Запах неведомого прошлого

   Посвящается моим родным и близким
               

      Усталое остывающее солнце медленно катилось  по белесому небу, намереваясь прилечь на подушку облака, застрявшего в развилине между двух рек Двиной и Витьбой.

      Старый Витебск умиротворенно отдавал тепло, готовясь к вечерней прохладе. Улицы города, плавно сужаясь, уходили вниз  и снова поднимались по пологим холмам. Кирпичные  и деревянные дома, тесно прижавшись друг к другу, вереницей скатывались по ним, чтобы снова появиться и расплыться прозрачной акварелью,  слившись с холмами в яблочном аромате воздуха. Постройки, пленяющие  своей простой красотой, утопали в зелени деревьев, и казалось, что имеют свою душу, впрочем, как и сам город,   приютивший в себе тихих, добрых, трудолюбивых и талантливых людей. Он берег их и закладывал в  сердца нежную любовь, пожизненную память и сладкую тоску,  как будто знал, что всем  им предстоит пережить много боли, трудностей, испытаний и перемен, и большинству никогда не суждено будет вернуться в этот их сказочный мир.

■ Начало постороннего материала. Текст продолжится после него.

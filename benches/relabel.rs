// SPDX-FileCopyrightText: 2026 Bruno Meilick
// SPDX-License-Identifier: LicenseRef-Triton-FreeUse-NoCopy-NoDerivatives
//
// All rights reserved.
//
// This file is part of Triton and is proprietary software.
// Unauthorized copying, modification, or distribution is prohibited.

use criterion::{black_box, criterion_group, criterion_main, BatchSize, Criterion, Throughput};

use triton::label::{relabel, LabelStore};

mod fixtures;
mod profiler;

// Benchmark identity (keep stable):
// - Group name in this file: `label.relabel`
// - Case IDs must remain stable across refactors so results stay comparable
//   over time (e.g. `cold_20x10`, `warm_20x10`, `cold_200x5`).
fn checksum_store(store: &LabelStore) -> u64 {
    let mut acc = 0u64;
    for (block_id, name) in store.stack_names() {
        acc = acc
            .wrapping_mul(131)
            .wrapping_add(block_id.as_str().len() as u64)
            .wrapping_add(name.as_str().len() as u64);
    }
    acc
}

fn benches_relabel(c: &mut Criterion) {
    let mut group = c.benchmark_group("label.relabel");

    let small = fixtures::grid_workspace(20, 10);
    group.throughput(Throughput::Elements(200));
    group.bench_function("cold_20x10", |b| {
        b.iter_batched(
            LabelStore::new,
            |mut store| {
                relabel(black_box(&small), &mut store);
                black_box(checksum_store(&store))
            },
            BatchSize::SmallInput,
        )
    });

    let mut warm_store = LabelStore::new();
    relabel(&small, &mut warm_store);
    group.bench_function("warm_20x10", |b| {
        b.iter_batched(
            || warm_store.clone(),
            |mut store| {
                relabel(black_box(&small), &mut store);
                black_box(checksum_store(&store))
            },
            BatchSize::SmallInput,
        )
    });

    let wide = fixtures::grid_workspace(200, 5);
    group.throughput(Throughput::Elements(1000));
    group.bench_function("cold_200x5", |b| {
        b.iter_batched(
            LabelStore::new,
            |mut store| {
                relabel(black_box(&wide), &mut store);
                black_box(checksum_store(&store))
            },
            BatchSize::SmallInput,
        )
    });

    group.finish();
}

criterion_group! {
    name = benches;
    config = profiler::criterion();
    targets = benches_relabel
}
criterion_main!(benches);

      Все шло к тому, что это должно случиться довольно скоро.  Город поспешал дать  жителям возможность налюбоваться своим небом, яблоневыми садами, красотой  рек, лицами друзей и знакомых, мудрыми  глазами стариков, домами и еще чем-то тонким, родным и близким, неподдающимся описанию.

                ***

      Часы на старой ратуше пробили 7 часов вечера очередного дня более чем тысячелетней жизни города.

      Не очень молодой человек брел по улице Суворова мимо маленьких магазинчиков, приютившихся на первых этажах кирпичных и деревянных построек. Одет он был просто. В поношенной матерчатой кепке с пошарканным козырьком,  в таком же неопределенного цвета пиджаке и серой рубашке-косоворотке с расстегнутой  на худой и морщинистой шее белой пуговицей. Брюки держались на кожаном ремешке, который обхватывал человека выше талии. Штанины были слегка коротковаты и открывали видавшие виды, но начищенные и опрятные ботинки. Вообще, вся одежда, несмотря на внешнюю ветхость, свидетельствовала о тщательном уходе за ней именно женской руки.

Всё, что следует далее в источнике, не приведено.